Preparation of porous ammonium dinitramide crystals and efficient catalytic decomposition of corresponding iron oxide assembled composite particles

Abstract

In this work, highly spherical and porous ammonium dinitramide (ADN) crystals were prepared using the solvent–antisolvent crystallization method. To explore the growth mechanism of ADN crystals in different solvent environments, we adjusted the supersaturation of the solution by varying the stirring speed and flow rate. The growth process and internal morphology of the particles reflected the crystal growth mechanism: small ADN particles followed the traditional nucleation and growth process, while larger ADN particles underwent particle aggregation, filling-in-growth and wearing into spherical shapes. By combining the crystal growth mechanism of this method, iron oxide (Fe₂O₃) was introduced during the ADN crystallization process, successfully constructing ADN@Fe₂O₃ composite microparticles with the inorganic host crystal encapsulating the guest. Scanning electron microscopy (SEM) and X-ray diffraction (XRD) were used to verify the structure of ADN@Fe₂O₃, and the results showed that Fe₂O₃ was successfully encapsulated in ADN particles without affecting the crystal structure of ADN. The thermal decomposition behavior of the composite microparticles was compared with that of the physical mixture using differential scanning calorimetry (DSC) and thermogravimetric analysis (TGA), confirming the superior catalytic effect of Fe₂O₃ in this composite form.

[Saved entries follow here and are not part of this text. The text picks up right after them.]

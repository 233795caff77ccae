//! Data models for hardware validation runs
//!
//! Definitions, typed parameters, step traces and results.

mod definition;
mod params;
mod test_result;

pub use definition::{SuiteFile, TestDefinition, TestSuite};
pub use params::{ParamError, ParamValue, Parameters};
pub use test_result::{Step, SuiteResult, TestResult, TestStatus};
//! Configuration file discovery

use std::path::{Path, PathBuf};

use super::env::config_override;

/// File names tried in the working directory, first match wins
const LOCAL_NAMES: &[&str] = &["hwtest.yaml", "hwtest.yml", "hwtest.json", ".hwtest.yaml"];

/// `HWTEST_CONFIG`, then the working directory, then the user config dir
pub fn find_config() -> Option<PathBuf> {
    if let Some(path) = config_override() {
        return Some(expand_home(&path));
    }
    candidates(Path::new("."), dirs::config_dir().as_deref())
        .into_iter()
        .find(|path| path.is_file())
}

fn candidates(cwd: &Path, user_dir: Option<&Path>) -> Vec<PathBuf> {
    let mut paths: Vec<PathBuf> = LOCAL_NAMES.iter().map(|name| cwd.join(name)).collect();
    if let Some(dir) = user_dir {
        paths.push(dir.join("hwtest").join("config.yaml"));
    }
    paths
}

fn expand_home(path: &str) -> PathBuf {
    match (path.strip_prefix("~/"), dirs::home_dir()) {
        (Some(rest), Some(home)) => home.join(rest),
        _ => PathBuf::from(path),
    }
}

/// `.yaml` / `.yml`, case-insensitive
pub fn is_yaml_file(path: &Path) -> bool {
    path.extension()
        .and_then(|ext| ext.to_str())
        .is_some_and(|ext| ext.eq_ignore_ascii_case("yaml") || ext.eq_ignore_ascii_case("yml"))
}

#[cfg(test)]
mod tests {
    use super::*;

    #[test]
    fn test_candidate_order() {
        let found = candidates(Path::new("/work"), Some(Path::new("/home/u/.config")));
        assert_eq!(found.first(), Some(&PathBuf::from("/work/hwtest.yaml")));
        assert_eq!(
            found.last(),
            Some(&PathBuf::from("/home/u/.config/hwtest/config.yaml"))
        );
        assert_eq!(candidates(Path::new("."), None).len(), LOCAL_NAMES.len());
    }

    #[test]
    fn test_expand_home() {
        assert_eq!(expand_home("./hwtest.yaml"), PathBuf::from("./hwtest.yaml"));
        if let Some(home) = dirs::home_dir() {
            assert_eq!(expand_home("~/x.yaml"), home.join("x.yaml"));
        }
    }

    #[test]
    fn test_is_yaml_file() {
        assert!(is_yaml_file(Path::new("suite.yml")));
        assert!(is_yaml_file(Path::new("dir/suite.YAML")));
        assert!(!is_yaml_file(Path::new("suite.json")));
        assert!(!is_yaml_file(Path::new("suite")));
    }
}
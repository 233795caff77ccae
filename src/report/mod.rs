//! Report generation
//!
//! A [`SuiteReport`] is computed once from the finished result set and then
//! rendered for the console or written as a structured artifact.

mod generator;

pub use generator::ReportGenerator;

use serde::{Deserialize, Serialize};
use std::fmt;
use std::path::Path;
use std::str::FromStr;
use thiserror::Error;

use crate::config::is_yaml_file;
use crate::models::{TestResult, TestStatus};

/// Report errors
#[derive(Error, Debug)]
pub enum ReportError {
    #[error("Failed to serialize report as JSON: {0}")]
    Json(#[from] serde_json::Error),

    #[error("Failed to serialize report as YAML: {0}")]
    Yaml(#[from] serde_yaml::Error),

    #[error("Failed to write CSV: {0}")]
    Csv(#[from] csv::Error),

    #[error("Failed to format report")]
    Format(#[from] fmt::Error),
}

/// Console rendering
#[derive(Clone, Copy, Debug, Default, PartialEq, Eq, Serialize, Deserialize)]
#[serde(rename_all = "kebab-case")]
pub enum ReportFormat {
    #[default]
    Table,
    Summary,
    Json,
    JsonPretty,
    Csv,
}

impl ReportFormat {
    pub fn name(&self) -> &'static str {
        match self {
            ReportFormat::Table => "table",
            ReportFormat::Summary => "summary",
            ReportFormat::Json => "json",
            ReportFormat::JsonPretty => "json-pretty",
            ReportFormat::Csv => "csv",
        }
    }
}

impl FromStr for ReportFormat {
    type Err = String;

    fn from_str(s: &str) -> Result<Self, Self::Err> {
        match s.to_lowercase().as_str() {
            "table" => Ok(ReportFormat::Table),
            "summary" => Ok(ReportFormat::Summary),
            "json" => Ok(ReportFormat::Json),
            "json-pretty" | "jsonpretty" => Ok(ReportFormat::JsonPretty),
            "csv" => Ok(ReportFormat::Csv),
            other => Err(format!(
                "unknown report format '{other}' (expected table, summary, json, json-pretty or csv)"
            )),
        }
    }
}

impl fmt::Display for ReportFormat {
    fn fmt(&self, f: &mut fmt::Formatter<'_>) -> fmt::Result {
        write!(f, "{}", self.name())
    }
}

/// Structured report over a finished result set
#[derive(Clone, Debug, Serialize, Deserialize)]
#[serde(rename_all = "camelCase")]
pub struct SuiteReport {
    pub total_tests: usize,
    pub pass_count: usize,
    /// Every non-passing result, errors included
    pub fail_count: usize,
    pub error_count: usize,
    /// Percentage of `total_tests` that passed
    pub pass_rate: f64,
    /// Sum of individual durations, not the wall-clock time of the run
    pub total_duration_seconds: f64,
    pub test_results: Vec<TestResult>,
}

impl SuiteReport {
    pub fn from_results(results: &[TestResult]) -> Self {
        let total_tests = results.len();
        let pass_count = results.iter().filter(|r| r.success).count();
        let error_count = results
            .iter()
            .filter(|r| r.status == TestStatus::Error)
            .count();
        let total_ms: u64 = results.iter().map(|r| r.duration_ms).sum();

        let pass_rate = if total_tests == 0 {
            0.0
        } else {
            pass_count as f64 / total_tests as f64 * 100.0
        };

        Self {
            total_tests,
            pass_count,
            fail_count: total_tests - pass_count,
            error_count,
            pass_rate,
            total_duration_seconds: total_ms as f64 / 1000.0,
            test_results: results.to_vec(),
        }
    }

    pub fn fail_rate(&self) -> f64 {
        if self.total_tests == 0 {
            0.0
        } else {
            100.0 - self.pass_rate
        }
    }

    /// Serialize as indented JSON, or YAML for `.yaml`/`.yml` paths
    pub fn to_artifact(&self, path: &Path) -> Result<String, ReportError> {
        if is_yaml_file(path) {
            Ok(serde_yaml::to_string(self)?)
        } else {
            Ok(serde_json::to_string_pretty(self)?)
        }
    }
}

#[cfg(test)]
pub(crate) mod tests {
    use super::*;
    use crate::models::Step;

    pub(crate) fn sample_results() -> Vec<TestResult> {
        let mut pass = TestResult::begin("V001", "Nominal voltage output");
        pass.push_step(Step::new("initialize", true, "ok"));
        pass.push_step(Step::new("execute", true, "ok"));
        pass.push_step(Step::new("verify", true, "measured 12.050V"));
        pass.push_step(Step::new("cleanup", true, "ok"));
        pass.set_status(TestStatus::Pass);
        let mut pass = pass.finish();
        pass.duration_ms = 1200;

        let mut fail = TestResult::begin("C001", "Load current");
        fail.push_step(Step::new("initialize", true, "ok"));
        fail.push_step(Step::new("verify", false, "current out of range"));
        fail.push_step(Step::new("cleanup", true, "ok"));
        fail.error_message = Some("current out of range".to_string());
        fail.set_status(TestStatus::Fail);
        let mut fail = fail.finish();
        fail.duration_ms = 300;

        let mut error = TestResult::error("CAN001", "BMS status", "bus offline");
        error.duration_ms = 500;
        error.attempts = 3;

        vec![pass, fail, error]
    }

    #[test]
    fn test_format_parsing() {
        assert_eq!("JSON-PRETTY".parse::<ReportFormat>(), Ok(ReportFormat::JsonPretty));
        assert_eq!("csv".parse::<ReportFormat>(), Ok(ReportFormat::Csv));
        assert!("html".parse::<ReportFormat>().is_err());
        assert_eq!(ReportFormat::default(), ReportFormat::Table);
    }

    #[test]
    fn test_counts_and_duration_sum() {
        let report = SuiteReport::from_results(&sample_results());
        assert_eq!(report.total_tests, 3);
        assert_eq!(report.pass_count, 1);
        assert_eq!(report.fail_count, 2);
        assert_eq!(report.error_count, 1);
        assert!((report.total_duration_seconds - 2.0).abs() < 1e-9);
        assert!((report.pass_rate - 100.0 / 3.0).abs() < 1e-9);
    }

    #[test]
    fn test_empty_report() {
        let report = SuiteReport::from_results(&[]);
        assert_eq!(report.total_tests, 0);
        assert_eq!(report.pass_rate, 0.0);
        assert_eq!(report.fail_rate(), 0.0);
    }

    #[test]
    fn test_artifact_uses_camel_case_keys() {
        let report = SuiteReport::from_results(&sample_results());
        let json = report.to_artifact(Path::new("out.report.json")).unwrap();
        let value: serde_json::Value = serde_json::from_str(&json).unwrap();

        assert_eq!(value["totalTests"], 3);
        assert_eq!(value["passCount"], 1);
        assert_eq!(value["failCount"], 2);
        assert_eq!(value["testResults"][2]["testId"], "CAN001");
        assert_eq!(value["testResults"][2]["status"], "error");
        assert!(json.contains('\n'));
    }

    #[test]
    fn test_yaml_artifact() {
        let report = SuiteReport::from_results(&sample_results());
        let yaml = report.to_artifact(Path::new("run.yml")).unwrap();
        assert!(yaml.contains("totalTests: 3"));

        let loaded: SuiteReport = serde_yaml::from_str(&yaml).unwrap();
        assert_eq!(loaded.test_results.len(), 3);
        assert_eq!(loaded.error_count, 1);
    }
}
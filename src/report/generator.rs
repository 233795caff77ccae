//! Console renderings of a [`SuiteReport`]

use serde::Serialize;
use std::fmt::Write;

use super::{ReportError, ReportFormat, SuiteReport};
use crate::models::{TestResult, TestStatus};

const GREEN: &str = "\x1b[32m";
const RED: &str = "\x1b[31m";
const YELLOW: &str = "\x1b[33m";
const RESET: &str = "\x1b[0m";

/// Renders reports in one [`ReportFormat`]
#[derive(Clone, Debug)]
pub struct ReportGenerator {
    format: ReportFormat,
    colorize: bool,
}

#[derive(Serialize)]
struct CsvRow<'a> {
    test_id: &'a str,
    test_name: &'a str,
    status: TestStatus,
    attempts: u32,
    duration_ms: u64,
    start_time: String,
    error_message: &'a str,
}

impl ReportGenerator {
    pub fn new(format: ReportFormat) -> Self {
        Self {
            format,
            colorize: true,
        }
    }

    pub fn no_color(mut self) -> Self {
        self.colorize = false;
        self
    }

    pub fn colorize(mut self, colorize: bool) -> Self {
        self.colorize = colorize;
        self
    }

    pub fn format(&self) -> ReportFormat {
        self.format
    }

    pub fn render(&self, report: &SuiteReport) -> Result<String, ReportError> {
        match self.format {
            ReportFormat::Table => self.render_table(report),
            ReportFormat::Summary => Ok(self.summary_line(report)),
            ReportFormat::Json => Ok(serde_json::to_string(report)?),
            ReportFormat::JsonPretty => Ok(serde_json::to_string_pretty(report)?),
            ReportFormat::Csv => self.render_csv(&report.test_results),
        }
    }

    /// Counts, percentages and total duration on one line
    pub fn summary_line(&self, report: &SuiteReport) -> String {
        let pass = format!("{} ({:.1}%)", report.pass_count, report.pass_rate);
        let fail = format!("{} ({:.1}%)", report.fail_count, report.fail_rate());
        format!(
            "Total: {} | Pass: {} | Fail: {} | Error: {} | Duration: {:.2}s",
            report.total_tests,
            self.paint(&pass, GREEN, report.pass_count > 0),
            self.paint(&fail, RED, report.fail_count > 0),
            report.error_count,
            report.total_duration_seconds
        )
    }

    fn render_table(&self, report: &SuiteReport) -> Result<String, ReportError> {
        let mut output = String::new();

        writeln!(output, "\n{:=^70}", " Test Report ")?;
        writeln!(output, "{}", self.summary_line(report))?;
        writeln!(output, "{:-<70}", "")?;

        for result in &report.test_results {
            self.write_result(&mut output, result)?;
        }

        writeln!(output, "{:=<70}", "")?;
        Ok(output)
    }

    fn write_result(&self, output: &mut String, result: &TestResult) -> std::fmt::Result {
        let tag = format!("{} {:<5}", result.status.symbol(), result.status.to_string());
        let attempts = match result.attempts {
            1 => "1 attempt".to_string(),
            n => format!("{n} attempts"),
        };

        writeln!(
            output,
            "{} {} - {} [{}ms, {}]",
            self.status_tag(&tag, result.status),
            result.test_id,
            result.test_name,
            result.duration_ms,
            attempts
        )?;

        for step in &result.steps {
            let mark = if step.success { "✓" } else { "✗" };
            writeln!(output, "    {} {}: {}", mark, step.name, step.message)?;
        }

        if let Some(msg) = &result.error_message {
            writeln!(output, "    error: {}", self.paint(msg, RED, true))?;
        }
        Ok(())
    }

    fn render_csv(&self, results: &[TestResult]) -> Result<String, ReportError> {
        let mut writer = csv::Writer::from_writer(Vec::new());
        for result in results {
            writer.serialize(CsvRow {
                test_id: &result.test_id,
                test_name: &result.test_name,
                status: result.status,
                attempts: result.attempts,
                duration_ms: result.duration_ms,
                start_time: result.start_time.to_rfc3339(),
                error_message: result.error_message.as_deref().unwrap_or(""),
            })?;
        }

        let bytes = writer
            .into_inner()
            .map_err(|e| ReportError::Csv(e.into_error().into()))?;
        Ok(String::from_utf8_lossy(&bytes).into_owned())
    }

    fn status_tag(&self, tag: &str, status: TestStatus) -> String {
        let color = match status {
            TestStatus::Pass => GREEN,
            TestStatus::Fail => RED,
            TestStatus::Error => YELLOW,
        };
        self.paint(tag, color, true)
    }

    fn paint(&self, text: &str, color: &str, when: bool) -> String {
        if self.colorize && when {
            format!("{color}{text}{RESET}")
        } else {
            text.to_string()
        }
    }
}

impl Default for ReportGenerator {
    fn default() -> Self {
        Self::new(ReportFormat::Table)
    }
}

#[cfg(test)]
mod tests {
    use super::*;
    use crate::report::tests::sample_results;

    fn report() -> SuiteReport {
        SuiteReport::from_results(&sample_results())
    }

    #[test]
    fn test_summary_line() {
        let line = ReportGenerator::new(ReportFormat::Summary)
            .no_color()
            .render(&report())
            .unwrap();
        assert_eq!(
            line,
            "Total: 3 | Pass: 1 (33.3%) | Fail: 2 (66.7%) | Error: 1 | Duration: 2.00s"
        );
    }

    #[test]
    fn test_table_lists_steps_and_errors() {
        let table = ReportGenerator::default().no_color().render(&report()).unwrap();

        assert!(table.contains("Test Report"));
        assert!(table.contains("✓ PASS  V001 - Nominal voltage output [1200ms, 1 attempt]"));
        assert!(table.contains("    ✓ verify: measured 12.050V"));
        assert!(table.contains("    ✗ verify: current out of range"));
        assert!(table.contains("CAN001 - BMS status [500ms, 3 attempts]"));
        assert!(table.contains("    error: bus offline"));
        assert!(!table.contains("\x1b["));
    }

    #[test]
    fn test_colorized_table() {
        let table = ReportGenerator::default().render(&report()).unwrap();
        assert!(table.contains(GREEN));
        assert!(table.contains(RED));
    }

    #[test]
    fn test_csv_rows() {
        let csv = ReportGenerator::new(ReportFormat::Csv)
            .render(&report())
            .unwrap();
        let lines: Vec<_> = csv.lines().collect();

        assert_eq!(lines.len(), 4);
        assert!(lines[0].starts_with("test_id,test_name,status,attempts,duration_ms"));
        assert!(lines[1].starts_with("V001,Nominal voltage output,pass,1,1200,"));
        assert!(lines[3].starts_with("CAN001,BMS status,error,3,500,"));
        assert!(lines[3].ends_with("bus offline"));
    }

    #[test]
    fn test_json_is_deterministic() {
        let generator = ReportGenerator::new(ReportFormat::Json);
        let report = report();
        let first = generator.render(&report).unwrap();
        assert_eq!(first, generator.render(&report).unwrap());
        assert!(!first.contains('\n'));

        let pretty = ReportGenerator::new(ReportFormat::JsonPretty)
            .render(&report)
            .unwrap();
        assert!(pretty.contains("\n  \"totalTests\": 3"));
    }
}
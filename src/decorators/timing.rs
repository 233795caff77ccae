//! Timing capture decorator

use async_trait::async_trait;
use tracing::info;

use crate::lifecycle::TestUnit;
use crate::models::TestResult;
use crate::utils::{format_duration, Timer};

/// Logs wall-clock time around the inner unit, retries included
pub struct TimingDecorator {
    inner: Box<dyn TestUnit>,
}

impl TimingDecorator {
    pub fn new(inner: Box<dyn TestUnit>) -> Self {
        Self { inner }
    }
}

#[async_trait]
impl TestUnit for TimingDecorator {
    fn id(&self) -> &str {
        self.inner.id()
    }

    fn name(&self) -> &str {
        self.inner.name()
    }

    async fn run(&mut self) -> TestResult {
        info!("[timing] {} started", self.inner.name());
        let timer = Timer::start(format!("[timing] {}", self.inner.id()));

        let result = self.inner.run().await;

        let elapsed = timer.stop();
        info!(
            test_id = %result.test_id,
            elapsed_ms = elapsed.as_millis() as u64,
            attempts = result.attempts,
            "[timing] {} finished in {}",
            self.inner.name(),
            format_duration(elapsed)
        );
        result
    }
}

#[cfg(test)]
mod tests {
    use super::*;
    use crate::decorators::RetryDecorator;
    use crate::models::TestStatus;
    use crate::testing::FlakyUnit;

    #[tokio::test]
    async fn test_timing_is_observational() {
        let mut unit = TimingDecorator::new(Box::new(FlakyUnit::always_failing("V002")));
        let result = unit.run().await;

        assert_eq!(result.status, TestStatus::Fail);
        assert_eq!(result.test_id, "V002");
        assert_eq!(result.attempts, 1);
        assert_eq!(unit.id(), "V002");
    }

    #[tokio::test]
    async fn test_timing_wraps_retries() {
        let retry = RetryDecorator::new(Box::new(FlakyUnit::new("V001", 2)), 2, 0);
        let result = TimingDecorator::new(Box::new(retry)).run().await;

        assert!(result.success);
        assert_eq!(result.attempts, 3);
    }
}
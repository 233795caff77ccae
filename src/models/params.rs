//! Typed parameter values for test definitions
//!
//! Definition files carry loosely typed parameter bags. They are parsed into
//! [`ParamValue`]s once, and every read goes through an accessor that names
//! the type it wants and fails loudly when the value has another shape.

use schemars::JsonSchema;
use serde::{Deserialize, Serialize};
use std::collections::BTreeMap;
use std::fmt;
use thiserror::Error;

/// Parameter access errors
#[derive(Error, Debug, Clone, PartialEq)]
pub enum ParamError {
    #[error("Missing required parameter '{key}'")]
    Missing { key: String },

    #[error("Parameter '{key}' has type {found}, expected {expected}")]
    TypeMismatch {
        key: String,
        expected: &'static str,
        found: &'static str,
    },

    #[error("Parameter '{key}' is invalid: {reason}")]
    Invalid { key: String, reason: String },
}

/// A single parameter value
#[derive(Clone, Debug, PartialEq, Serialize, Deserialize, JsonSchema)]
#[serde(untagged)]
pub enum ParamValue {
    Bool(bool),
    Int(i64),
    Float(f64),
    Text(String),
}

impl ParamValue {
    pub fn type_name(&self) -> &'static str {
        match self {
            ParamValue::Bool(_) => "bool",
            ParamValue::Int(_) => "integer",
            ParamValue::Float(_) => "float",
            ParamValue::Text(_) => "string",
        }
    }

    /// Numeric view; integers widen to float
    pub fn as_f64(&self) -> Option<f64> {
        match self {
            ParamValue::Float(v) => Some(*v),
            ParamValue::Int(v) => Some(*v as f64),
            _ => None,
        }
    }

    pub fn as_i64(&self) -> Option<i64> {
        match self {
            ParamValue::Int(v) => Some(*v),
            _ => None,
        }
    }

    pub fn as_bool(&self) -> Option<bool> {
        match self {
            ParamValue::Bool(v) => Some(*v),
            _ => None,
        }
    }

    pub fn as_str(&self) -> Option<&str> {
        match self {
            ParamValue::Text(v) => Some(v),
            _ => None,
        }
    }
}

impl fmt::Display for ParamValue {
    fn fmt(&self, f: &mut fmt::Formatter<'_>) -> fmt::Result {
        match self {
            ParamValue::Bool(v) => write!(f, "{v}"),
            ParamValue::Int(v) => write!(f, "{v}"),
            ParamValue::Float(v) => write!(f, "{v}"),
            ParamValue::Text(v) => write!(f, "{v}"),
        }
    }
}

impl From<bool> for ParamValue {
    fn from(v: bool) -> Self {
        ParamValue::Bool(v)
    }
}

impl From<i64> for ParamValue {
    fn from(v: i64) -> Self {
        ParamValue::Int(v)
    }
}

impl From<f64> for ParamValue {
    fn from(v: f64) -> Self {
        ParamValue::Float(v)
    }
}

impl From<&str> for ParamValue {
    fn from(v: &str) -> Self {
        ParamValue::Text(v.to_string())
    }
}

impl From<String> for ParamValue {
    fn from(v: String) -> Self {
        ParamValue::Text(v)
    }
}

/// Ordered parameter mapping owned by a single test unit
#[derive(Clone, Debug, Default, PartialEq, Serialize, Deserialize, JsonSchema)]
#[serde(transparent)]
pub struct Parameters(BTreeMap<String, ParamValue>);

impl Parameters {
    pub fn new() -> Self {
        Self::default()
    }

    /// Builder-style insert
    pub fn with(mut self, key: impl Into<String>, value: impl Into<ParamValue>) -> Self {
        self.set(key, value);
        self
    }

    pub fn set(&mut self, key: impl Into<String>, value: impl Into<ParamValue>) {
        self.0.insert(key.into(), value.into());
    }

    pub fn get(&self, key: &str) -> Option<&ParamValue> {
        self.0.get(key)
    }

    pub fn contains(&self, key: &str) -> bool {
        self.0.contains_key(key)
    }

    pub fn remove(&mut self, key: &str) -> Option<ParamValue> {
        self.0.remove(key)
    }

    pub fn len(&self) -> usize {
        self.0.len()
    }

    pub fn is_empty(&self) -> bool {
        self.0.is_empty()
    }

    pub fn iter(&self) -> impl Iterator<Item = (&String, &ParamValue)> {
        self.0.iter()
    }

    fn require(&self, key: &str) -> Result<&ParamValue, ParamError> {
        self.0.get(key).ok_or_else(|| ParamError::Missing {
            key: key.to_string(),
        })
    }

    fn mismatch(key: &str, expected: &'static str, found: &ParamValue) -> ParamError {
        ParamError::TypeMismatch {
            key: key.to_string(),
            expected,
            found: found.type_name(),
        }
    }

    pub fn f64(&self, key: &str) -> Result<f64, ParamError> {
        let value = self.require(key)?;
        value
            .as_f64()
            .ok_or_else(|| Self::mismatch(key, "number", value))
    }

    pub fn i64(&self, key: &str) -> Result<i64, ParamError> {
        let value = self.require(key)?;
        value
            .as_i64()
            .ok_or_else(|| Self::mismatch(key, "integer", value))
    }

    pub fn bool(&self, key: &str) -> Result<bool, ParamError> {
        let value = self.require(key)?;
        value
            .as_bool()
            .ok_or_else(|| Self::mismatch(key, "bool", value))
    }

    pub fn str(&self, key: &str) -> Result<&str, ParamError> {
        let value = self.require(key)?;
        value
            .as_str()
            .ok_or_else(|| Self::mismatch(key, "string", value))
    }

    /// Read an optional number; absent keys yield `default`, mistyped keys fail
    pub fn f64_or(&self, key: &str, default: f64) -> Result<f64, ParamError> {
        match self.0.get(key) {
            None => Ok(default),
            Some(_) => self.f64(key),
        }
    }

    pub fn i64_or(&self, key: &str, default: i64) -> Result<i64, ParamError> {
        match self.0.get(key) {
            None => Ok(default),
            Some(_) => self.i64(key),
        }
    }

    /// Read an optional non-negative integer that must fit `T`
    pub fn count_or<T>(&self, key: &str, default: T) -> Result<T, ParamError>
    where
        T: TryFrom<i64> + Copy,
    {
        match self.0.get(key) {
            None => Ok(default),
            Some(_) => {
                let raw = self.i64(key)?;
                T::try_from(raw).map_err(|_| ParamError::Invalid {
                    key: key.to_string(),
                    reason: format!("{raw} is out of range"),
                })
            }
        }
    }
}

impl FromIterator<(String, ParamValue)> for Parameters {
    fn from_iter<I: IntoIterator<Item = (String, ParamValue)>>(iter: I) -> Self {
        Self(iter.into_iter().collect())
    }
}

#[cfg(test)]
mod tests {
    use super::*;

    #[test]
    fn test_untagged_parsing() {
        let params: Parameters = serde_json::from_str(
            r#"{"targetVoltage": 12.0, "durationMs": 500, "canID": "0x18FF50E5", "armed": true}"#,
        )
        .unwrap();

        assert_eq!(params.get("targetVoltage"), Some(&ParamValue::Float(12.0)));
        assert_eq!(params.get("durationMs"), Some(&ParamValue::Int(500)));
        assert_eq!(params.str("canID").unwrap(), "0x18FF50E5");
        assert!(params.bool("armed").unwrap());
    }

    #[test]
    fn test_integer_widens_to_float() {
        let params = Parameters::new().with("targetCurrent", 5i64);
        assert_eq!(params.f64("targetCurrent").unwrap(), 5.0);
    }

    #[test]
    fn test_type_mismatch_is_loud() {
        let params = Parameters::new().with("tolerance", "wide");
        let err = params.f64("tolerance").unwrap_err();
        assert_eq!(
            err,
            ParamError::TypeMismatch {
                key: "tolerance".to_string(),
                expected: "number",
                found: "string",
            }
        );
        assert!(params.f64_or("tolerance", 0.1).is_err());
    }

    #[test]
    fn test_missing_and_defaults() {
        let params = Parameters::new();
        assert!(matches!(
            params.f64("targetVoltage"),
            Err(ParamError::Missing { .. })
        ));
        assert_eq!(params.f64_or("tolerance", 0.1).unwrap(), 0.1);
        assert_eq!(params.i64_or("maxRetries", 3).unwrap(), 3);
    }

    #[test]
    fn test_count_rejects_negative() {
        let params = Parameters::new().with("maxRetries", -1i64);
        assert!(matches!(
            params.count_or::<u32>("maxRetries", 3),
            Err(ParamError::Invalid { .. })
        ));

        let params = Parameters::new().with("maxRetries", 2i64);
        assert_eq!(params.count_or::<u32>("maxRetries", 3).unwrap(), 2);
    }
}
//! CLI argument parsing
//!
//! Defines command-line interface using clap.

use clap::{Parser, Subcommand};
use std::path::PathBuf;

use hwtest::ReportFormat;

/// Hardware validation test runner
#[derive(Parser, Debug)]
#[command(name = "hwtest")]
#[command(version)]
#[command(about = "Run declarative hardware validation suites")]
#[command(long_about = None)]
pub struct Args {
    #[command(subcommand)]
    pub command: Command,

    /// Enable verbose output (debug logging)
    #[arg(short, long, global = true)]
    pub verbose: bool,

    /// Log level (trace, debug, info, warn, error)
    #[arg(long, global = true)]
    pub log_level: Option<String>,
}

#[derive(Subcommand, Debug)]
pub enum Command {
    /// Run a definition file
    Run(RunArgs),

    /// List definitions and whether their type is supported
    List(ListArgs),

    /// Write the sample BMS suite
    Sample {
        /// Output path (.json, .yaml or .yml)
        #[arg(default_value = "bms_suite.json")]
        path: PathBuf,

        /// Overwrite an existing file
        #[arg(short, long)]
        force: bool,
    },

    /// Print the JSON Schema of definition files
    Schema,

    /// Manage configuration
    Config(ConfigArgs),
}

/// Arguments for run command
#[derive(Parser, Debug)]
pub struct RunArgs {
    /// Definition file (JSON or YAML)
    pub definitions: PathBuf,

    /// Run tests in parallel groups
    #[arg(short, long)]
    pub parallel: bool,

    /// Group size when parallel
    #[arg(short = 'j', long)]
    pub max_parallelism: Option<usize>,

    /// Stop dispatching after the first test that does not pass
    #[arg(short, long)]
    pub stop_on_failure: bool,

    /// Console format (table, summary, json, json-pretty, csv)
    #[arg(short, long)]
    pub format: Option<ReportFormat>,

    /// Report artifact path (defaults to <definitions>.report.json)
    #[arg(short, long)]
    pub output: Option<PathBuf>,

    /// Skip writing the report artifact
    #[arg(long)]
    pub no_report: bool,

    /// Disable colored output
    #[arg(long)]
    pub no_color: bool,

    /// Configuration file
    #[arg(short, long)]
    pub config: Option<PathBuf>,
}

/// Arguments for list command
#[derive(Parser, Debug)]
pub struct ListArgs {
    /// Definition file (JSON or YAML)
    pub definitions: PathBuf,

    /// Show parameters of each definition
    #[arg(short, long)]
    pub detailed: bool,
}

/// Arguments for config command
#[derive(Parser, Debug)]
pub struct ConfigArgs {
    #[command(subcommand)]
    pub action: ConfigAction,
}

#[derive(Subcommand, Debug)]
pub enum ConfigAction {
    /// Print the effective configuration
    Show {
        /// Configuration file
        #[arg(short, long)]
        config: Option<PathBuf>,

        /// Show environment overrides only
        #[arg(long)]
        env: bool,

        /// Output format (yaml, json)
        #[arg(short, long, default_value = "yaml")]
        format: String,
    },

    /// Write an example configuration file
    Init {
        /// Output path
        #[arg(default_value = "hwtest.yaml")]
        output: PathBuf,

        /// Overwrite an existing file
        #[arg(short, long)]
        force: bool,
    },
}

The apparent activation energy at the initial stage of decomposition decreased from 194.39 kJ mol⁻¹ to 174.76 kJ mol⁻¹. The crystal growth mechanism revealed in this work can be extended to the preparation of other spherical crystal materials and provides a general and effective new approach for constructing composite energetic particles with unique structures and excellent decomposition performance.